Minnesota lawmakers have offered bills that would allow atheists to preside over wedding ceremonies.
State Rep. Phyllis Kahn, a Democratic-Farmer-Labor Party member from Nicollet Island, introduced the first bill last month, and State Sen. John Marty, a Democratic-Farmer-Labor Party member from Roseville, introduce SF 2958 this week to amend the existing statute governing civil marriages.
The statute currently requires “ministers of any denomination” to file a copy of their credentials or authority from their spiritual group with the local county clerk.
The bills amend the statute’s language to include “any other celebrant,” adding a subheading that specifically identifies atheist or humanist officiants.
“Civil marriages may be solemnized by atheist or humanist celebrants who have been appointed by the boards of directors of self-identified atheist or humanist organizations that sponsor training for such individuals,” the bill reads.
Atheist or humanist groups that appoint celebrants must be registered as a nonprofit organization with the Minnesota Office of the Secretary of State and must hold tax-exempt status as an educational organization.

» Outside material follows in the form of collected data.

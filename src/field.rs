//! The particle field: owns the particle set and advances it each frame.
//!
//! The per-frame step is a small force stack applied CPU-side, in order:
//! inverse-square pull toward the pointer, a tangential orbit force,
//! drag, a speed limit, Euler integration, screen wrapping, and trail
//! bookkeeping. One frame is one unit of simulation time; the field never
//! reads wall-clock time.

use glam::Vec2;
use rand::rngs::SmallRng;
use rand::SeedableRng;

use crate::config::FieldConfig;
use crate::particle::Particle;

/// Speed-dependent trail capacity.
///
/// Blends between the configured min and max trail lengths by the ratio
/// of current speed to the speed limit, then scales by 5. The scale
/// factor means real capacity runs well past `max_trail_length`; that is
/// the observed behavior of the effect and is kept intact.
pub fn trail_capacity(speed: f32, config: &FieldConfig) -> usize {
    let ratio = (speed / config.max_velocity).min(1.0);
    let span = (config.max_trail_length - config.min_trail_length) as f32;
    (config.min_trail_length as f32 + span * ratio).floor() as usize * 5
}

/// A field of star particles on a toroidal surface.
///
/// External input is limited to the pointer position and resize events;
/// output is the particle state read by the tessellator each frame.
#[derive(Debug)]
pub struct ParticleField {
    width: f32,
    height: f32,
    config: FieldConfig,
    pointer: Option<Vec2>,
    particles: Vec<Particle>,
    rng: SmallRng,
}

impl ParticleField {
    /// Create a field with a fresh particle set. Always succeeds.
    pub fn new(width: f32, height: f32, config: FieldConfig) -> Self {
        let seed = std::time::SystemTime::now()
            .duration_since(std::time::UNIX_EPOCH)
            .map(|d| d.as_nanos() as u64)
            .unwrap_or(42);
        Self::seeded(width, height, config, seed)
    }

    /// Create a field with a deterministic spawn, for tests and benches.
    pub fn seeded(width: f32, height: f32, config: FieldConfig, seed: u64) -> Self {
        let mut field = Self {
            width,
            height,
            config,
            pointer: None,
            particles: Vec::new(),
            rng: SmallRng::seed_from_u64(seed),
        };
        field.respawn();
        field
    }

    /// Update surface dimensions and respawn every particle. The old set
    /// (trails included) is discarded.
    pub fn resize(&mut self, width: f32, height: f32) {
        self.width = width;
        self.height = height;
        self.respawn();
    }

    /// Overwrite the pointer position. No validation.
    pub fn set_pointer(&mut self, x: f32, y: f32) {
        self.pointer = Some(Vec2::new(x, y));
    }

    /// Mark the pointer absent.
    pub fn clear_pointer(&mut self) {
        self.pointer = None;
    }

    #[inline]
    pub fn pointer(&self) -> Option<Vec2> {
        self.pointer
    }

    #[inline]
    pub fn particles(&self) -> &[Particle] {
        &self.particles
    }

    #[inline]
    pub fn config(&self) -> &FieldConfig {
        &self.config
    }

    #[inline]
    pub fn width(&self) -> f32 {
        self.width
    }

    #[inline]
    pub fn height(&self) -> f32 {
        self.height
    }

    fn respawn(&mut self) {
        self.particles = (0..self.config.particle_count)
            .map(|_| Particle::spawn(&mut self.rng, self.width, self.height, &self.config))
            .collect();
    }

    /// Advance the field by one frame.
    pub fn advance(&mut self) {
        let config = self.config;
        let pointer = self.pointer;
        let (width, height) = (self.width, self.height);

        for p in &mut self.particles {
            if let Some(pointer) = pointer {
                let d = pointer - p.pos;
                let mut dist = d.length();
                if dist == 0.0 {
                    dist = 1.0;
                }

                // Inverse-square pull, distance clamped below to keep the
                // force finite right under the pointer.
                let min_sq = config.min_gravity_distance * config.min_gravity_distance;
                let pull = config.gravity_strength / d.length_squared().max(min_sq);

                // Tangential push, 90 degrees off the pull vector.
                let orbit = config.orbit_strength * p.orbit_dir;

                p.vel += (d / dist) * pull + (Vec2::new(-d.y, d.x) / dist) * orbit;
            }

            p.vel *= config.friction;

            let speed = p.vel.length();
            if speed > config.max_velocity {
                p.vel *= config.max_velocity / speed;
            }

            p.pos += p.vel;

            // Wrap to the opposite edge once fully off-surface. The trail
            // is dropped so no streak is drawn across the screen.
            let mut wrapped = false;
            if p.pos.x < -p.radius {
                p.pos.x = width + p.radius;
                wrapped = true;
            }
            if p.pos.x > width + p.radius {
                p.pos.x = -p.radius;
                wrapped = true;
            }
            if p.pos.y < -p.radius {
                p.pos.y = height + p.radius;
                wrapped = true;
            }
            if p.pos.y > height + p.radius {
                p.pos.y = -p.radius;
                wrapped = true;
            }
            if wrapped {
                p.trail.clear();
            }

            let capacity = trail_capacity(p.speed(), &config);
            p.trail.push_front(p.pos);
            p.trail.truncate(capacity);
        }
    }
}

#[cfg(test)]
mod tests {
    use super::*;

    fn field(seed: u64) -> ParticleField {
        ParticleField::seeded(800.0, 600.0, FieldConfig::default(), seed)
    }

    #[test]
    fn test_initialize_spawns_full_set() {
        let field = field(1);

        assert_eq!(field.particles().len(), 150);
        for p in field.particles() {
            assert!(p.radius >= 2.0 && p.radius <= 5.0);
            assert!(p.speed() >= 0.1 - 1e-6 && p.speed() <= 0.5 + 1e-6);
            assert!(p.pos.x >= 0.0 && p.pos.x <= field.width());
            assert!(p.pos.y >= 0.0 && p.pos.y <= field.height());
        }
    }

    #[test]
    fn test_resize_respawns_within_new_bounds() {
        let mut field = field(2);
        field.advance();
        field.resize(1024.0, 768.0);

        assert_eq!(field.particles().len(), field.config().particle_count);
        for p in field.particles() {
            assert!(p.pos.x >= 0.0 && p.pos.x <= 1024.0);
            assert!(p.pos.y >= 0.0 && p.pos.y <= 768.0);
            assert!(p.trail.is_empty());
        }
    }

    #[test]
    fn test_velocity_never_exceeds_cap() {
        let mut field = field(3);
        field.set_pointer(400.0, 300.0);

        for _ in 0..120 {
            field.advance();
            for p in field.particles() {
                assert!(p.speed() <= field.config().max_velocity + 1e-5);
            }
        }
    }

    #[test]
    fn test_speed_limit_preserves_direction() {
        let mut field = field(4);
        let before = Vec2::new(30.0, 40.0);
        field.particles[0].vel = before;
        field.particles[0].pos = Vec2::new(400.0, 300.0);

        field.advance();

        let after = field.particles[0].vel;
        assert!((after.length() - field.config().max_velocity).abs() < 1e-4);
        assert!(after.normalize().dot(before.normalize()) > 0.9999);
    }

    #[test]
    fn test_no_pointer_means_no_acceleration() {
        let mut field = field(5);
        field.clear_pointer();

        let before: Vec<_> = field.particles().iter().map(|p| (p.pos, p.vel)).collect();

        field.advance();

        let friction = field.config().friction;
        for (p, (pos0, vel0)) in field.particles().iter().zip(before) {
            let expected_vel = vel0 * friction;
            assert!((p.vel - expected_vel).length() < 1e-5);
            assert!((p.pos - (pos0 + expected_vel)).length() < 1e-4);
        }
    }

    #[test]
    fn test_pull_is_inverse_square_beyond_min_distance() {
        // Isolate the pull: no orbit force, no friction.
        let config = FieldConfig {
            orbit_strength: 0.0,
            friction: 1.0,
            ..FieldConfig::default()
        };
        let mut field = ParticleField::seeded(2000.0, 2000.0, config, 6);
        field.set_pointer(0.0, 500.0);

        let d1 = 200.0;
        let d2 = 400.0;
        field.particles[0].pos = Vec2::new(d1, 500.0);
        field.particles[0].vel = Vec2::ZERO;
        field.particles[1].pos = Vec2::new(d2, 500.0);
        field.particles[1].vel = Vec2::ZERO;

        field.advance();

        let v1 = field.particles[0].vel.length();
        let v2 = field.particles[1].vel.length();

        // Doubling the distance quarters the pull.
        assert!((v1 / v2 - 4.0).abs() < 0.01, "v1/v2 = {}", v1 / v2);
        assert!((v1 - config.gravity_strength / (d1 * d1)).abs() < 1e-6);
        // The pull points at the pointer.
        assert!(field.particles[0].vel.x < 0.0);
    }

    #[test]
    fn test_screen_wrap_teleports_and_clears_trail() {
        let mut field = field(7);
        let p = &mut field.particles[0];
        p.pos = Vec2::new(799.0, 300.0);
        p.vel = Vec2::new(20.0, 0.0); // pre-clamp; advance caps it
        p.radius = 3.0;
        p.trail = vec![Vec2::new(798.0, 300.0), Vec2::new(797.0, 300.0)].into();

        // Walk it off the right edge and inspect the frame it wraps.
        let mut wrapped = false;
        for _ in 0..10 {
            field.advance();
            let p = &field.particles[0];
            if p.pos.x < 0.0 {
                // Teleported to the opposite bound, trail restarted from
                // the new position alone.
                assert_eq!(p.pos.x, -p.radius);
                assert_eq!(p.trail.len(), 1);
                assert_eq!(p.trail[0], p.pos);
                wrapped = true;
                break;
            }
        }
        assert!(wrapped, "particle never wrapped");
    }

    #[test]
    fn test_trail_bounded_by_dynamic_capacity() {
        let mut field = field(8);
        field.set_pointer(400.0, 300.0);

        for _ in 0..600 {
            field.advance();
            for p in field.particles() {
                assert!(p.trail.len() <= trail_capacity(p.speed(), field.config()));
            }
        }
    }

    #[test]
    fn test_trail_capacity_monotonic_in_speed() {
        let config = FieldConfig::default();
        let mut last = 0;
        for i in 0..=40 {
            let speed = config.max_velocity * i as f32 / 20.0; // runs past the cap
            let cap = trail_capacity(speed, &config);
            assert!(cap >= last, "capacity decreased at speed {speed}");
            last = cap;
        }

        assert_eq!(trail_capacity(0.0, &config), config.min_trail_length * 5);
        // The x5 scale is intentional: capacity tops out well above the
        // nominal max_trail_length.
        assert_eq!(
            trail_capacity(config.max_velocity, &config),
            config.max_trail_length * 5
        );
    }

    #[test]
    fn test_pointer_state_is_overwritten() {
        let mut field = field(9);
        assert_eq!(field.pointer(), None);

        field.set_pointer(10.0, 20.0);
        assert_eq!(field.pointer(), Some(Vec2::new(10.0, 20.0)));

        field.set_pointer(-5.0, 9000.0); // no validation
        assert_eq!(field.pointer(), Some(Vec2::new(-5.0, 9000.0)));

        field.clear_pointer();
        assert_eq!(field.pointer(), None);
    }
}
//! # stardrift
//!
//! An interactive starfield: star-shaped particles drift across a
//! toroidal surface, get pulled into orbit around the mouse pointer by an
//! inverse-square attractor plus a tangential vortex force, and leave
//! fading, hue-shifted motion trails.
//!
//! ## Quick Start
//!
//! ```ignore
//! use stardrift::prelude::*;
//!
//! fn main() -> Result<(), RunError> {
//!     Starfield::new()
//!         .with_particle_count(150)
//!         .with_title("stardrift")
//!         .run()
//! }
//! ```
//!
//! ## Core Concepts
//!
//! ### The field
//!
//! [`ParticleField`] owns the particle set and advances it once per
//! display frame: pointer pull, orbit force, drag, speed limit, Euler
//! integration, screen wrap, trail bookkeeping. One frame is one unit of
//! simulation time. The field is plain CPU state and can be driven
//! headless, which is how the tests and benches use it.
//!
//! ### Rendering
//!
//! Each frame the field is tessellated ([`mesh::build_frame`]) into a
//! single colored-triangle batch - trail glow and core strokes, then a
//! filled star per particle - and drawn in one alpha-blended pass.
//!
//! ### Tuning
//!
//! Every constant of the effect lives in [`FieldConfig`]; the defaults
//! are the canonical look.

pub mod color;
pub mod config;
pub mod error;
pub mod field;
pub mod mesh;
pub mod particle;
pub mod shader;
mod simulation;
pub mod time;
mod window;

pub use color::Hsl;
pub use config::FieldConfig;
pub use error::{GpuError, RunError};
pub use field::{trail_capacity, ParticleField};
pub use glam::Vec2;
pub use particle::Particle;
pub use simulation::Starfield;
pub use time::Time;

/// Convenient re-exports for common usage.
pub mod prelude {
    pub use crate::color::Hsl;
    pub use crate::config::FieldConfig;
    pub use crate::error::{GpuError, RunError};
    pub use crate::field::{trail_capacity, ParticleField};
    pub use crate::particle::Particle;
    pub use crate::simulation::Starfield;
    pub use crate::time::Time;
    pub use crate::Vec2;
}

The measure was pushed by the Minnesota Atheists group, which also endorsed the addition of notaries public and temporary celebrants who wished to preside over only one ceremony, such as close friends.
By coincidence, another lawmaker introduced a measure that would allow notaries public to do so, but temporary celebrants are not included in any bills at this time.
Washington, D.C. and New Jersey allow secular wedding celebrants, and a secular group is fighting a court battle to overturn Indiana’s on non-religious wedding celebrants.